Katherine Indigenous advocate and Gurindji man Kamahi-Djordon King said his own lived experience aligns with Professor Glover's research.
He said western diets introduced during Australia's colonial history and poor education for generations of Indigenous people are major contributors to poor health outcomes.
He said Indigenous people's bodies do not efficiently process the food consumed by the majority of Australians.
"I'm diabetic, because of western food when I was younger.
"Even fruit, we never really had that much fruit [traditionally], and the bush fruit we do get isn't on the sugar scale."
Mr King said photos from the colonial era showcase the decline in healthy diet and health for Indigenous Australians.
"Look at old photos, every single one of them black-fellas then has a six-pack and is solid and skinny," he said.
"But now, you look at us and we're big, a lot of us have got diabetes and other ailments."
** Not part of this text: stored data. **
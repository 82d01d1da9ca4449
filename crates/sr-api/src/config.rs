//! API server configuration: bind address and upload constraints (§6).

use std::env;

pub const MAX_UPLOAD_BYTES: usize = 16 * 1024 * 1024;
pub const ACCEPTED_EXTENSIONS: [&str; 6] = ["pdf", "png", "jpg", "jpeg", "tiff", "bmp"];
pub const MAX_PAGE_SIZE: u32 = 100;

#[derive(Debug, Clone)]
pub struct ApiConfig {
    pub host: String,
    pub port: u16,
    pub log_level: String,
}

impl ApiConfig {
    pub fn from_env() -> Self {
        Self {
            host: env::var("API_HOST").unwrap_or_else(|_| "0.0.0.0".to_string()),
            port: env::var("API_PORT")
                .ok()
                .and_then(|p| p.parse().ok())
                .unwrap_or(3000),
            log_level: env::var("API_LOG_LEVEL").unwrap_or_else(|_| "info".to_string()),
        }
    }

    pub fn local_dev() -> Self {
        Self {
            host: "0.0.0.0".to_string(),
            port: 3000,
            log_level: "debug".to_string(),
        }
    }

    pub fn bind_addr(&self) -> String {
        format!("{}:{}", self.host, self.port)
    }
}

impl Default for ApiConfig {
    fn default() -> Self {
        Self::from_env()
    }
}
Mr King said these poor health outcomes are an ongoing symptom of colonialism and the gap between First Nation's people and the rest of the population.
"That whole denial thing is stopping people from moving forward," Mr King said.
"I'm just sick of it, I don't need to educate white people on why they should close the gap, they should educate themselves, we're not the problem."
Professor Glover agrees his research should be used by policy-makers to meet Closing the Gap targets.
However, he highlighted the high rate of premature deaths in Katherine is also affecting non-Indigenous people, even if it is to a lesser extent than First Australians.
He said higher suicide rates in regional Australia, as well as longer travel distances which results in more fatal traffic collisions in regional areas are some of the contributors to premature death which affect all people.
Professor Glover said premature death rates have declined in the past 30 years, but the gap between affluent areas and poor socioeconomic areas has consistently widened.
"The gap in premature mortality was narrowing until the mid-nineties and since the mid-nineties the gap between the most disadvantaged in Australia... and the most well of areas has widened.
"The premature mortality rate has dropped, but the gap has widened."
The median age of death between 2014 and 2018 in the Casuarina area of Darwin was the NT's highest at 76, while in Alice Springs it was 66 and the NT's lowest median age was in the Elsey, Gulf and Victoria River regions at 56.